A federal judge in Alexandria has ruled that Fairfax County must pay its fire and rescue service lieutenants overtime at time and a half, a practice the county has fought and one that now could cost thousands of dollars in back pay.
The decision came at a time of belt-tightening and budget worries for the county. Officials said they would not know the financial impact of the ruling until they analyze the order handed down late Friday by U.S. District Judge T.S. Ellis III.
In addition to his ruling, Ellis ordered meetings this week for representatives of both sides on how much to award the lieutenants. County officials would not comment on whether they will appeal Ellis's ruling.
"It is premature to speculate what the county will do," said Richard A. King, deputy county executive for public safety. King also said he "would not speculate" on the amount of money the lieutenants may be awarded.
The lawsuit, filed last year, argued that lieutenants should be paid overtime in the same way as fire and rescue personnel of lower rank.
The county has paid the lieutenants straight time for any overtime worked, contending that they were classified as executives under federal regulations and thus excluded from earning the extra half-time premium. Employees ranked sergeant and lower were paid time and a half.
Under that system, the lieutenants argued, sergeants were able to earn more money overall than they were when overtime was included.

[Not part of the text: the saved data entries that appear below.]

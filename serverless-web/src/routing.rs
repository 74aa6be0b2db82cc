use hyper::Method;
use regex::Regex;
use std::collections::HashMap;
use std::sync::{Arc, OnceLock};
use tracing::debug;

use crate::error::DispatchError;
use crate::request::ProxyRequest;
use crate::response::ProxyResponse;

/// Values captured from `{name}` segments of the route pattern.
pub type PathParams = HashMap<String, String>;

/// The routing engine the dispatcher drives. It is built once and then shared read-only
/// by any number of concurrent invocations.
pub trait HandlerContext: Send + Sync {
    type Handler;

    /// Finds the handler for the method and path.
    fn resolve(&self, method: &Method, path: &str) -> Result<Self::Handler, DispatchError>;

    /// Runs the handler to completion against the request/response pair.
    fn invoke(
        &self,
        handler: Self::Handler,
        request: &ProxyRequest,
        response: &mut ProxyResponse,
    ) -> Result<(), DispatchError>;

    /// Lets the context rewrite a failure before it is recorded on the response.
    fn handle_error(&self, error: DispatchError, _request: &ProxyRequest) -> DispatchError {
        error
    }
}

type RouteFn = dyn Fn(&ProxyRequest, &PathParams, &mut ProxyResponse) -> Result<(), DispatchError> + Send + Sync;

type ErrorFn = dyn Fn(DispatchError, &ProxyRequest) -> DispatchError + Send + Sync;

/// A source of routes and error handlers, applied once when the [Router] is built.
pub trait Configuration {
    fn configure(&self, router: &mut RouterBuilder);
}

/// Matches `{name}` path segments.
static PARAM_REGEX: OnceLock<Regex> = OnceLock::new();

#[derive(Debug, Clone, PartialEq, Eq)]
enum Segment {
    Literal(String),
    Param(String),
}

/// A route path such as `/pets/{id}`. Leading, trailing and repeated slashes are ignored.
#[derive(Debug, Clone, PartialEq, Eq)]
struct PathPattern {
    segments: Vec<Segment>,
}

impl PathPattern {
    fn parse(pattern: &str) -> Self {
        let regex = PARAM_REGEX.get_or_init(|| {
            Regex::new(r"^\{([A-Za-z_][A-Za-z0-9_]*)\}$").expect("Invalid path parameter regex. It's a bug.")
        });

        let segments = pattern
            .split('/')
            .filter(|s| !s.is_empty())
            .map(|s| match regex.captures(s).and_then(|c| c.get(1)) {
                Some(name) => Segment::Param(name.as_str().to_owned()),
                None => Segment::Literal(s.to_owned()),
            })
            .collect();

        Self { segments }
    }

    /// Returns the captured parameters if the path matches, segment for segment.
    fn matches(&self, path: &str) -> Option<PathParams> {
        let mut params = PathParams::new();
        let mut segments = path.split('/').filter(|s| !s.is_empty());

        for expected in &self.segments {
            let actual = segments.next()?;
            match expected {
                Segment::Literal(literal) if literal == actual => {}
                Segment::Literal(_) => return None,
                Segment::Param(name) => {
                    params.insert(name.clone(), actual.to_owned());
                }
            }
        }

        // extra segments do not match
        match segments.next() {
            Some(_) => None,
            None => Some(params),
        }
    }
}

struct Route {
    method: Method,
    pattern: PathPattern,
    handler: Arc<RouteFn>,
}

/// A handler matched to a request along with the parameters captured from its path.
#[derive(Clone)]
pub struct ResolvedRoute {
    handler: Arc<RouteFn>,
    pub params: PathParams,
}

impl std::fmt::Debug for ResolvedRoute {
    fn fmt(&self, f: &mut std::fmt::Formatter<'_>) -> std::fmt::Result {
        f.debug_struct("ResolvedRoute").field("params", &self.params).finish()
    }
}

/// Collects routes and error handlers for a [Router].
#[derive(Default)]
pub struct RouterBuilder {
    routes: Vec<Route>,
    error_handlers: Vec<Arc<ErrorFn>>,
}

impl RouterBuilder {
    pub fn new() -> Self {
        Self::default()
    }

    /// Adds a route. Routes are tried in the order they were added.
    pub fn route<F>(&mut self, method: Method, pattern: &str, handler: F) -> &mut Self
    where
        F: Fn(&ProxyRequest, &PathParams, &mut ProxyResponse) -> Result<(), DispatchError> + Send + Sync + 'static,
    {
        self.routes.push(Route {
            method,
            pattern: PathPattern::parse(pattern),
            handler: Arc::new(handler),
        });
        self
    }

    pub fn get<F>(&mut self, pattern: &str, handler: F) -> &mut Self
    where
        F: Fn(&ProxyRequest, &PathParams, &mut ProxyResponse) -> Result<(), DispatchError> + Send + Sync + 'static,
    {
        self.route(Method::GET, pattern, handler)
    }

    pub fn post<F>(&mut self, pattern: &str, handler: F) -> &mut Self
    where
        F: Fn(&ProxyRequest, &PathParams, &mut ProxyResponse) -> Result<(), DispatchError> + Send + Sync + 'static,
    {
        self.route(Method::POST, pattern, handler)
    }

    /// Adds an error handler. Error handlers run in the order they were added,
    /// each one gets the error returned by the previous one.
    pub fn error_handler<F>(&mut self, handler: F) -> &mut Self
    where
        F: Fn(DispatchError, &ProxyRequest) -> DispatchError + Send + Sync + 'static,
    {
        self.error_handlers.push(Arc::new(handler));
        self
    }

    pub fn configure(&mut self, configuration: &dyn Configuration) -> &mut Self {
        configuration.configure(self);
        self
    }

    pub fn build(&mut self) -> Router {
        debug!(
            "Router built with {} routes and {} error handlers",
            self.routes.len(),
            self.error_handlers.len()
        );
        Router {
            routes: std::mem::take(&mut self.routes),
            error_handlers: std::mem::take(&mut self.error_handlers),
        }
    }
}

/// The stock [HandlerContext]: a table of `(method, path pattern)` routes.
pub struct Router {
    routes: Vec<Route>,
    error_handlers: Vec<Arc<ErrorFn>>,
}

impl Router {
    pub fn builder() -> RouterBuilder {
        RouterBuilder::new()
    }

    /// Builds a router from a list of configurations, e.g. the application routes and the error handlers.
    pub fn from_configurations(configurations: &[&dyn Configuration]) -> Self {
        let mut builder = RouterBuilder::new();
        for configuration in configurations {
            builder.configure(*configuration);
        }
        builder.build()
    }
}

impl HandlerContext for Router {
    type Handler = ResolvedRoute;

    /// A path served for other methods only is the same as an unknown path.
    fn resolve(&self, method: &Method, path: &str) -> Result<ResolvedRoute, DispatchError> {
        self.routes
            .iter()
            .filter(|route| route.method == *method)
            .find_map(|route| {
                route.pattern.matches(path).map(|params| ResolvedRoute {
                    handler: Arc::clone(&route.handler),
                    params,
                })
            })
            .ok_or_else(|| DispatchError::NoRoute {
                method: method.clone(),
                path: path.to_owned(),
            })
    }

    fn invoke(
        &self,
        handler: ResolvedRoute,
        request: &ProxyRequest,
        response: &mut ProxyResponse,
    ) -> Result<(), DispatchError> {
        (handler.handler)(request, &handler.params, response)
    }

    fn handle_error(&self, error: DispatchError, request: &ProxyRequest) -> DispatchError {
        self.error_handlers
            .iter()
            .fold(error, |error, handler| handler(error, request))
    }
}

#[cfg(test)]
mod test {
    use super::*;

    fn ok(_: &ProxyRequest, _: &PathParams, _: &mut ProxyResponse) -> Result<(), DispatchError> {
        Ok(())
    }

    #[test]
    fn pattern_matching() {
        let pattern = PathPattern::parse("/pets/{id}");

        let params = pattern.matches("/pets/42").unwrap();
        assert_eq!(params.get("id").map(String::as_str), Some("42"));
        assert!(pattern.matches("/pets/42/").is_some());
        assert!(pattern.matches("/pets").is_none());
        assert!(pattern.matches("/pets/2/3/4").is_none());
        assert!(pattern.matches("/cats/42").is_none());
    }

    #[test]
    fn invalid_param_names_are_literals() {
        let pattern = PathPattern::parse("/a/{1x}");
        assert!(pattern.matches("/a/{1x}").is_some());
        assert!(pattern.matches("/a/b").is_none());
    }

    #[test]
    fn root_pattern() {
        let pattern = PathPattern::parse("/");
        assert!(pattern.matches("/").is_some());
        assert!(pattern.matches("").is_some());
        assert!(pattern.matches("/x").is_none());
    }

    #[test]
    fn resolve_by_method_and_path() {
        let router = Router::builder().get("/pets", ok).post("/pets", ok).get("/pets/{id}", ok).build();

        assert!(router.resolve(&Method::GET, "/pets").is_ok());
        assert!(router.resolve(&Method::POST, "/pets/").is_ok());
        assert_eq!(
            router.resolve(&Method::GET, "/pets/7").unwrap().params.get("id").map(String::as_str),
            Some("7")
        );
        assert!(matches!(
            router.resolve(&Method::DELETE, "/pets"),
            Err(DispatchError::NoRoute { .. })
        ));
        assert!(matches!(
            router.resolve(&Method::GET, "/pets/2/3/4"),
            Err(DispatchError::NoRoute { .. })
        ));
    }

    #[test]
    fn error_handlers_are_chained() {
        let router = Router::builder()
            .error_handler(|error, _| match error {
                DispatchError::NoRoute { path, .. } => DispatchError::not_found(format!("Nothing at {path}")),
                other => other,
            })
            .error_handler(|error, req| match error {
                DispatchError::NotFound(msg) => DispatchError::not_found(format!("{msg} ({})", req.method())),
                other => other,
            })
            .build();

        let req = ProxyRequest::new(Method::GET, "/nope");
        let err = router.handle_error(
            DispatchError::NoRoute {
                method: Method::GET,
                path: "/nope".to_owned(),
            },
            &req,
        );

        assert_eq!(err.to_string(), "Nothing at /nope (GET)");
    }

    struct Health;

    impl Configuration for Health {
        fn configure(&self, router: &mut RouterBuilder) {
            router.get("/health", |_, _, resp| {
                resp.append(b"up");
                Ok(())
            });
        }
    }

    #[test]
    fn configurations() {
        let router = Router::from_configurations(&[&Health]);
        let handler = router.resolve(&Method::GET, "/health").unwrap();
        let mut resp = ProxyResponse::new();

        router
            .invoke(handler, &ProxyRequest::new(Method::GET, "/health"), &mut resp)
            .unwrap();
        assert_eq!(resp.content(), b"up");
    }
}
//! Observer hooks invoked by the sync pipeline.

use std::sync::Arc;
use std::time::Duration;

/// How a sync run ended.
#[derive(Debug, Clone, Copy, PartialEq, Eq)]
pub enum RunOutcome {
    /// Fetch and publish both completed, or the run was stopped.
    Succeeded,
    /// Either phase returned an error.
    Failed,
}

/// Receives telemetry from the sync pipeline at well-defined points.
///
/// All methods have empty default implementations so observers only
/// override what they care about. Implementations must be cheap and must
/// not block: they are called inline on the pipeline's tasks.
pub trait SyncObserver: Send + Sync {
    /// A sync run is about to start fetching.
    fn run_started(&self) {}

    /// A sync run finished.
    fn run_finished(&self, _outcome: RunOutcome, _elapsed: Duration) {}

    /// The broker acknowledged a message.
    fn message_published(&self, _topic: &str, _key: &str) {}
}

/// Observer that ignores everything.
#[derive(Debug, Default, Clone, Copy)]
pub struct NoopObserver;

impl SyncObserver for NoopObserver {}

impl<T: SyncObserver + ?Sized> SyncObserver for Arc<T> {
    fn run_started(&self) {
        (**self).run_started()
    }

    fn run_finished(&self, outcome: RunOutcome, elapsed: Duration) {
        (**self).run_finished(outcome, elapsed)
    }

    fn message_published(&self, topic: &str, key: &str) {
        (**self).message_published(topic, key)
    }
}
//! # versionwatch
//!
//! Collects every available version of a tracked application from a Docker
//! registry catalog and publishes each one to a Kafka topic, once per
//! interval.
//!
//! ## Architecture
//!
//! ```text
//! ┌──────────────────────────────────────────────────────────────┐
//! │                            App                               │
//! │  ┌───────────┐   tick   ┌──────────────────────────────────┐ │
//! │  │ WaitCron  │────────▶│ Syncer                            │ │
//! │  └───────────┘          │  CatalogFetcher ──mpsc──▶ Publisher │
//! │                         └───────────────┬──────────────────┘ │
//! │                                         │ SyncObserver       │
//! │  ┌───────────────┐                      ▼                    │
//! │  │ MetricsServer │◀──────────────── SyncMetrics             │
//! │  └───────────────┘                                           │
//! └──────────────────────────────────────────────────────────────┘
//! ```
//!
//! - **[`sync`]**: one run, fetch and publish joined by a bounded channel
//! - **[`race`]**: the fail-fast and first-finish task group combinators
//! - **[`scheduler`]**: [`WaitCron`], a fixed delay between runs
//! - **[`settings`]**: command line, environment and file configuration
//! - **[`app`]**: wiring plus the scheduler/metrics-server pair
//!
//! The collaborators live in `versionwatch-adapters`, the record and wire
//! format in `versionwatch-types`, telemetry in `versionwatch-sdk`.
//!
//! ## Usage
//!
//! ```bash
//! versionwatch \
//!   --kafka-brokers kafka:9092 \
//!   --kafka-topic versions \
//!   --kafka-schema-registry-url http://schema-registry:8081 \
//!   --wait 1h
//! ```

pub mod app;
pub mod race;
pub mod scheduler;
pub mod settings;
pub mod sync;

pub use app::{App, VersionPublisher};
#[cfg(feature = "kafka")]
pub use app::KafkaApp;
pub use scheduler::WaitCron;
pub use settings::{parse_duration, Args, Settings, SettingsError};
pub use sync::{SyncError, Syncer};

Ellis rejected the county's arguments, saying that the lieutenants are not executives because they are paid hourly, not straight salaries, and therefore should be paid the overtime premium.
David Holland, a spokesman for the lieutenants, said the amount of the award probably would be in the thousands, rather than millions, of dollars. "Lieutenants don't work a lot of overtime," Holland said.
Seventy-eight current and former lieutenants originally brought the lawsuit against the county. According to Holland, a lieutenant generally makes between $35,000 and $50,000 a year.
Damages for the lieutenants could be retroactive as far back as three years before the suit was filed, if the lieutenants can prove to the court that the county willfully violated federal law in not paying the full overtime amount, according to the lieutenants' attorney, Gregory K. McGillivary.
If not, the lieutenants probably would be awarded back pay for two years prior to the date of filing, McGillivary said.